## [Work item]
What lines in the entries hold the string "given"? List them.

#### Material supplied

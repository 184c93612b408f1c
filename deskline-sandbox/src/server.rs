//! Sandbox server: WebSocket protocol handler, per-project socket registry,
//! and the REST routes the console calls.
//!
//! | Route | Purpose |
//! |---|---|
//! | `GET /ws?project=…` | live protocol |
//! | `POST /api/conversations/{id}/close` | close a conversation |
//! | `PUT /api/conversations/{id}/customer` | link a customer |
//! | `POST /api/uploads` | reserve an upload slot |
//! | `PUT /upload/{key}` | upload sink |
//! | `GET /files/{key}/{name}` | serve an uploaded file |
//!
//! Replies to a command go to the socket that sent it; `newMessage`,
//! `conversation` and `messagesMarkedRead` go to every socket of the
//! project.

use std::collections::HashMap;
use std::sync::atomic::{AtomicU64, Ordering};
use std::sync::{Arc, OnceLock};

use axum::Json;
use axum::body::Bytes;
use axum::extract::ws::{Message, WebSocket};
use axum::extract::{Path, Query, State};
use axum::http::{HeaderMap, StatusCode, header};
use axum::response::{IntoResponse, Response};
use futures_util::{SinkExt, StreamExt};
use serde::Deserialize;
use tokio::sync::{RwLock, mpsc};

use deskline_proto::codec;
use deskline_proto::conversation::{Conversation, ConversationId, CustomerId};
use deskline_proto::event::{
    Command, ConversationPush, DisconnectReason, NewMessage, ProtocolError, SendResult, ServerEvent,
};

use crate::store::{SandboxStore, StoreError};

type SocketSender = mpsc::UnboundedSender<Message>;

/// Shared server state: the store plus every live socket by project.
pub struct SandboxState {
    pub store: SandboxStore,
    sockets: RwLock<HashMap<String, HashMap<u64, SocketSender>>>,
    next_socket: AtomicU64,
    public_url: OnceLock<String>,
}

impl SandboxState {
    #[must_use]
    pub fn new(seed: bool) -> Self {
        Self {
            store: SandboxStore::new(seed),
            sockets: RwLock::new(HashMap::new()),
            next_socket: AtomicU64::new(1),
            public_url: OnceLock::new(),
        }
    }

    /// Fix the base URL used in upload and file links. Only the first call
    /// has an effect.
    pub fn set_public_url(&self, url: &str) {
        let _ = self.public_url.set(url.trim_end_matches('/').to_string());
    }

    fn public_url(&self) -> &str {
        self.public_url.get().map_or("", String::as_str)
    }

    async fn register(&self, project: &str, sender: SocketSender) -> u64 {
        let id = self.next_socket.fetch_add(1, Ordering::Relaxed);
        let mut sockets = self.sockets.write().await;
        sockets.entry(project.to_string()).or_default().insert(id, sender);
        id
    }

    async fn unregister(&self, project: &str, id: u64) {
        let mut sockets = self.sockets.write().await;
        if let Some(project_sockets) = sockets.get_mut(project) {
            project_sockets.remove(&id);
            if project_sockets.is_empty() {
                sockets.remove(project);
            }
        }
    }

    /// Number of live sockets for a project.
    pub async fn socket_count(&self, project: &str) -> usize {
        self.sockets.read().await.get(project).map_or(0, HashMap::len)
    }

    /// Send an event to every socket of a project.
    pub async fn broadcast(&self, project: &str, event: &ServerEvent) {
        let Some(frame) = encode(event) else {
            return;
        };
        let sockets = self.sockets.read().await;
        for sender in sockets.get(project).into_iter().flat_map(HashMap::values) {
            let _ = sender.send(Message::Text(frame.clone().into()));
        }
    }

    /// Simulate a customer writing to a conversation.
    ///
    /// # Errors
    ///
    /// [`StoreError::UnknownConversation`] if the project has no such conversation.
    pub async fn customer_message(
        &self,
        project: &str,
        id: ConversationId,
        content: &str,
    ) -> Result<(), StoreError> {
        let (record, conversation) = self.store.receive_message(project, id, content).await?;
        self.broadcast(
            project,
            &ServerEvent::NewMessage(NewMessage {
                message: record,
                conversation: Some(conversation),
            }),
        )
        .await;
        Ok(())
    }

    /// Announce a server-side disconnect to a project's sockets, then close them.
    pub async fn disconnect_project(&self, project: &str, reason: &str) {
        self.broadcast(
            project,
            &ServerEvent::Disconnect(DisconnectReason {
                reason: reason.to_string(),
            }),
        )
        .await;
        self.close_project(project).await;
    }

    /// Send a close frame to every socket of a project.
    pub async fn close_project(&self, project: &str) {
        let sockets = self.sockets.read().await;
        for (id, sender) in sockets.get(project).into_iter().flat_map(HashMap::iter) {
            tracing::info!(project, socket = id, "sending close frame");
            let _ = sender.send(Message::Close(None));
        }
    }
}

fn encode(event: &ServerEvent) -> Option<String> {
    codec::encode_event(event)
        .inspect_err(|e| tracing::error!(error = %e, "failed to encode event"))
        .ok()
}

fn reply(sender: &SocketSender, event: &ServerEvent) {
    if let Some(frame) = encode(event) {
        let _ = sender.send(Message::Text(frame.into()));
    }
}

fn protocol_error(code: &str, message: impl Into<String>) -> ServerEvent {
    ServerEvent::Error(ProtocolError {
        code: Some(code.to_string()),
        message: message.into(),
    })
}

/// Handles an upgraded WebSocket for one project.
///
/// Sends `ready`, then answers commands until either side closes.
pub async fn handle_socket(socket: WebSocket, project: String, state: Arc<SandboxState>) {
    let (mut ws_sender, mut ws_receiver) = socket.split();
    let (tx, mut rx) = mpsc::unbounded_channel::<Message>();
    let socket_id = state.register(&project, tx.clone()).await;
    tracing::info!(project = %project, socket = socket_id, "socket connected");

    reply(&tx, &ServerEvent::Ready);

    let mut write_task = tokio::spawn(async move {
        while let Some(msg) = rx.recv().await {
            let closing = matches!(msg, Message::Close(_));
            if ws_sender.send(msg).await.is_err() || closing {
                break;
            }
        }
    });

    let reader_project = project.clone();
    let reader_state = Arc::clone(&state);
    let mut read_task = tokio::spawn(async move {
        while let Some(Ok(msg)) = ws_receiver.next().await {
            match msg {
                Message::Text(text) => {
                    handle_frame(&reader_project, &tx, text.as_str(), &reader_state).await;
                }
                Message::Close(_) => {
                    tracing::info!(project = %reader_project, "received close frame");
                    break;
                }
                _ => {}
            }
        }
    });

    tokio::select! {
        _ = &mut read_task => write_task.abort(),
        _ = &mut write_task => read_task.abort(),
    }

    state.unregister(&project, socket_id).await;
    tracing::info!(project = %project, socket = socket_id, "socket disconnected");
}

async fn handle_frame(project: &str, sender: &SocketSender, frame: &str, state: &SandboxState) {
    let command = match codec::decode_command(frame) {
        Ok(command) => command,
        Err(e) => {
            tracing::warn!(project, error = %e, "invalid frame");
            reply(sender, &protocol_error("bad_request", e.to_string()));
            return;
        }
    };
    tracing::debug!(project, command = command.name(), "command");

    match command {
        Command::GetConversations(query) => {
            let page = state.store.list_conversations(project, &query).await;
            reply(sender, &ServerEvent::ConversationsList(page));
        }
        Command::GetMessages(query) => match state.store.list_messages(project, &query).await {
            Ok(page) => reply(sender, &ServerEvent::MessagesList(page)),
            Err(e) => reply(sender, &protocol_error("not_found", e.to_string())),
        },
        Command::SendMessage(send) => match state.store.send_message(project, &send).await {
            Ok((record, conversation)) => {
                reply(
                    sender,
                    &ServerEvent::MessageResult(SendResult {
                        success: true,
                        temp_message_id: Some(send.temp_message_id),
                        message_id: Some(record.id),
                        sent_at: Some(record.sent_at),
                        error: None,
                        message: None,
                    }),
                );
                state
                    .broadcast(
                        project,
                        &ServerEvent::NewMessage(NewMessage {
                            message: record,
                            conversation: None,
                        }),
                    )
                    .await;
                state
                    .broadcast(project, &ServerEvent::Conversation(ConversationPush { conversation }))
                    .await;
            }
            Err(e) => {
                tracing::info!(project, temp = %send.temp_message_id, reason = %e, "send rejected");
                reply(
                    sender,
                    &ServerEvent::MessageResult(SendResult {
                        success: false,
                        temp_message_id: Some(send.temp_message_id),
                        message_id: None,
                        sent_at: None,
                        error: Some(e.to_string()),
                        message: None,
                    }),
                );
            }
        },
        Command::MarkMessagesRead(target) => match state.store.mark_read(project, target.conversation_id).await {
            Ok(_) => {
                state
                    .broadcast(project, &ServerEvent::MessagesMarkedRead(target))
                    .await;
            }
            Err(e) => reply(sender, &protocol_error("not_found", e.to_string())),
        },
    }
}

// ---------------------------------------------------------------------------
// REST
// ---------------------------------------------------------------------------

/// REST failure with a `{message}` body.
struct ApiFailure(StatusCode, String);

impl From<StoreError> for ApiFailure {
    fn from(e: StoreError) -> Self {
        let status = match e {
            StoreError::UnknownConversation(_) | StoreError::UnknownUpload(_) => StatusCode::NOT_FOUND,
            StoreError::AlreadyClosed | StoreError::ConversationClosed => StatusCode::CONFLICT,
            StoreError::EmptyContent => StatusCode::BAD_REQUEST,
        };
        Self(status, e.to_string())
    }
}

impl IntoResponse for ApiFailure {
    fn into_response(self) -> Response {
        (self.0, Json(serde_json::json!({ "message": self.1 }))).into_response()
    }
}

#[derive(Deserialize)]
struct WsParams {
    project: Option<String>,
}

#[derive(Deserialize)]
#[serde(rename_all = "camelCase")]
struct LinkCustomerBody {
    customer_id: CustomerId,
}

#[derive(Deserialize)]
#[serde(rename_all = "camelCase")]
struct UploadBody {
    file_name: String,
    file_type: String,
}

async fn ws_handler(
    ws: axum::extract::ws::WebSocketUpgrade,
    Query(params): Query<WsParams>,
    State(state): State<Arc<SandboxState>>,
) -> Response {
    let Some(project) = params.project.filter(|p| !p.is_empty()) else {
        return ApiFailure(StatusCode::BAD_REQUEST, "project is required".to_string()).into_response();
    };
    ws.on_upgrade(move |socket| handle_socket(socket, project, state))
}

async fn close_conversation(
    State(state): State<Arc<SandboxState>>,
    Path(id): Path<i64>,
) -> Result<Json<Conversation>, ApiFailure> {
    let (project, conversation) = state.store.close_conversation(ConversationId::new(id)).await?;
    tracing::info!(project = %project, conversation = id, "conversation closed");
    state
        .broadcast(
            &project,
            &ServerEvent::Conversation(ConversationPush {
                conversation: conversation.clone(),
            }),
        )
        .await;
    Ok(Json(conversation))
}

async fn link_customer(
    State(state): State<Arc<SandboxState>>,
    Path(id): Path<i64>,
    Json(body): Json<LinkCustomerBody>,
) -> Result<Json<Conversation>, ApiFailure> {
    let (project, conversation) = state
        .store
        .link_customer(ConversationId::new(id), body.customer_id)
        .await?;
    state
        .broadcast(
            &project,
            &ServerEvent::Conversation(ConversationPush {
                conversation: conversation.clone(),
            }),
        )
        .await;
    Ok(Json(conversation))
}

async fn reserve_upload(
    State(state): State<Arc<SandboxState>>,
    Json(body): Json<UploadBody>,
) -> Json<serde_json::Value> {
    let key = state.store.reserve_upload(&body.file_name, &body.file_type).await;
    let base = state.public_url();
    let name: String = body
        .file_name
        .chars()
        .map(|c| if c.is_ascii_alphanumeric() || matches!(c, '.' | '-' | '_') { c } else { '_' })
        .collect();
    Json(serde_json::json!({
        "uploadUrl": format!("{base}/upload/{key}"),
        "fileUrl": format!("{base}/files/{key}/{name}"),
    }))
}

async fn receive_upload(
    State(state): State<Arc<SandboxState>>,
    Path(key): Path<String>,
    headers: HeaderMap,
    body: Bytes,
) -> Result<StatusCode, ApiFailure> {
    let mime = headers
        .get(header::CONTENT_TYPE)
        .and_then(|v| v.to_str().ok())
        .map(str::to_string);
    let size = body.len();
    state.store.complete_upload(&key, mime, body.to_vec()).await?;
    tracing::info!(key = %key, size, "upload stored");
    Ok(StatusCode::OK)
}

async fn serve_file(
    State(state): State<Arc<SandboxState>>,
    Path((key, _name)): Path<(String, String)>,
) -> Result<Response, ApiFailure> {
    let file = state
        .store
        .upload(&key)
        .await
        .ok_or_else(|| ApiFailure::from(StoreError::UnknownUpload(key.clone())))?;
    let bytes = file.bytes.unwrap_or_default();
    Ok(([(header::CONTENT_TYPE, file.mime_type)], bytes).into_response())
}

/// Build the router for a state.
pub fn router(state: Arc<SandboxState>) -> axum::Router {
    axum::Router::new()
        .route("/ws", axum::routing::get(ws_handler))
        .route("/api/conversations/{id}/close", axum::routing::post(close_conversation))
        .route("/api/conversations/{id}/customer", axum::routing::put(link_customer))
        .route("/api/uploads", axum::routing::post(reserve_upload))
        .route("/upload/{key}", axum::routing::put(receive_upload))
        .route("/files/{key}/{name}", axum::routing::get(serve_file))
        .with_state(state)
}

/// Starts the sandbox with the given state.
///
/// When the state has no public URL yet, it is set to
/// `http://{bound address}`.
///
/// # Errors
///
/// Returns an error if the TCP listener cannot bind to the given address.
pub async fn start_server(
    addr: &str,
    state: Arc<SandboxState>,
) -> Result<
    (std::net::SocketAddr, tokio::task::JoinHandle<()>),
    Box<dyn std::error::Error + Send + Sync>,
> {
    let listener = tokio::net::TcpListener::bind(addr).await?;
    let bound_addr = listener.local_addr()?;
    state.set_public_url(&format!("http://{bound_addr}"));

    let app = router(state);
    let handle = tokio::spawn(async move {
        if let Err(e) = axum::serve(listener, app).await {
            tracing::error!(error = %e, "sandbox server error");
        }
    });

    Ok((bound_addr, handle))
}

########
#### Material supplied

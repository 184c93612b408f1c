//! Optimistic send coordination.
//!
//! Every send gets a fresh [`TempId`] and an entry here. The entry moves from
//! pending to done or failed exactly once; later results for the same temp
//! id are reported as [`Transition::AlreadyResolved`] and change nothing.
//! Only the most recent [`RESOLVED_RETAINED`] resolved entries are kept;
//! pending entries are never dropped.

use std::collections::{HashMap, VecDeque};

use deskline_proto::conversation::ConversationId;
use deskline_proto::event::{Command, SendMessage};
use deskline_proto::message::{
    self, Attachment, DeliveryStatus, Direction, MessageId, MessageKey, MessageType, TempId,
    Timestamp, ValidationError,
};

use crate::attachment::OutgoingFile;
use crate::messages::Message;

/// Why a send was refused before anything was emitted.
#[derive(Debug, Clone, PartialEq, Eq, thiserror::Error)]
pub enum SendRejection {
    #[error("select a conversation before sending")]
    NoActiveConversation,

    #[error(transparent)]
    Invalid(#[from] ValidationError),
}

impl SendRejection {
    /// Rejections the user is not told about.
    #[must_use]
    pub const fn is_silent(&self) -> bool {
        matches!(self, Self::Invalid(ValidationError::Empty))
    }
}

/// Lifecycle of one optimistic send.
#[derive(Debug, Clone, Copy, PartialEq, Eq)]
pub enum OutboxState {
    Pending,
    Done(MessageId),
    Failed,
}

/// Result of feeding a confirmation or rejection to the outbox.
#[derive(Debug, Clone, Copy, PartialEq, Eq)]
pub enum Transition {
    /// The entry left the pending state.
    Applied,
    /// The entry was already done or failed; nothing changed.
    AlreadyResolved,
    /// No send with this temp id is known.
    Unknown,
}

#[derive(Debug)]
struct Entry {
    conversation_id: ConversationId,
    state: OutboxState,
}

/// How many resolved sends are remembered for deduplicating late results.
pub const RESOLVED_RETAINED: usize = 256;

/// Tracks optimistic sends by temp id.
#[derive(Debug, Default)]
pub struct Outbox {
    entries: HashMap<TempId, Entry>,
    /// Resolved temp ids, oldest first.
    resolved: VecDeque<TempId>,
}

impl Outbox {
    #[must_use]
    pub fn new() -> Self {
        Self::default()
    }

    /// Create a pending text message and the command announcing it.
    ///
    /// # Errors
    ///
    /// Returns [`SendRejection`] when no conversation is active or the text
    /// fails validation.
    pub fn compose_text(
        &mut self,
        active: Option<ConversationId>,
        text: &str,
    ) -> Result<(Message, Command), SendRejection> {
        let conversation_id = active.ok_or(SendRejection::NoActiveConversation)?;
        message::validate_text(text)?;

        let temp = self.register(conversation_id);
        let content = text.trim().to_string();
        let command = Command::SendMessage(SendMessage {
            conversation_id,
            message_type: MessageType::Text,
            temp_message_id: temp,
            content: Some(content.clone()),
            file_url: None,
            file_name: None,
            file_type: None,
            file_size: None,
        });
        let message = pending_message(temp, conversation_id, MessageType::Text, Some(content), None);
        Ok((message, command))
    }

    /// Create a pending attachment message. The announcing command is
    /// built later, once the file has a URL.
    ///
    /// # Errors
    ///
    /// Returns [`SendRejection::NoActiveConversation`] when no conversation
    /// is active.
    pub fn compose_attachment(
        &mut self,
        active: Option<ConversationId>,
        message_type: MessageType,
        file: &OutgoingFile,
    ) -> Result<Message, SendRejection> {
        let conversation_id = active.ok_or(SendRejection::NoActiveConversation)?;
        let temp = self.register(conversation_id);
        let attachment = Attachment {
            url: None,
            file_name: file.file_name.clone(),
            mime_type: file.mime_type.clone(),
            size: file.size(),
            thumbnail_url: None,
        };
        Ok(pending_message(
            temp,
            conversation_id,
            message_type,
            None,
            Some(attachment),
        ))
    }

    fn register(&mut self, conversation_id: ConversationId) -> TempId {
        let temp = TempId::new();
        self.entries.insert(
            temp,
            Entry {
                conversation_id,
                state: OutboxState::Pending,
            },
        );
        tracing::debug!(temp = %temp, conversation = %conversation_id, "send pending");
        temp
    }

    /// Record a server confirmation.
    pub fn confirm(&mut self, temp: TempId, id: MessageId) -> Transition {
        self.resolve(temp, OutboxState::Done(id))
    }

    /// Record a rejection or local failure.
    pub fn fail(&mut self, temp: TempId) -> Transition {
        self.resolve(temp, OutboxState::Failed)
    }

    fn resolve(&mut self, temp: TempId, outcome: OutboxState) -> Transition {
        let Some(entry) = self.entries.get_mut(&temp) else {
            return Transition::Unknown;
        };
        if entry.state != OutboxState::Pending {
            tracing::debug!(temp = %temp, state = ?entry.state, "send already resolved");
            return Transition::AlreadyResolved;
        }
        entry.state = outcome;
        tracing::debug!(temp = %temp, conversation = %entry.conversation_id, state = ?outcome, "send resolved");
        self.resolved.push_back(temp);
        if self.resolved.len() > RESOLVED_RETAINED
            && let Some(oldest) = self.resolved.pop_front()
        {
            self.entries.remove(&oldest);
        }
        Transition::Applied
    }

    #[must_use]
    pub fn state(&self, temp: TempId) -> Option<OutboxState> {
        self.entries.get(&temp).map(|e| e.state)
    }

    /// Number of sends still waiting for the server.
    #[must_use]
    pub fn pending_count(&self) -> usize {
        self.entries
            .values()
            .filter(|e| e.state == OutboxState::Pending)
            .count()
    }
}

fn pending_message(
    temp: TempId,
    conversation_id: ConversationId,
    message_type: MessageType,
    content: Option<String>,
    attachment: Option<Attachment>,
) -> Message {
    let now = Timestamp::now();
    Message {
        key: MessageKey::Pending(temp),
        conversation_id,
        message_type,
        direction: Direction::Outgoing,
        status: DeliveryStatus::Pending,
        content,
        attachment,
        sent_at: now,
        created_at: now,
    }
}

########

## [Answer area]
/// Starts the sandbox with the given state.
/// Returns an error if the TCP listener cannot bind to the given address.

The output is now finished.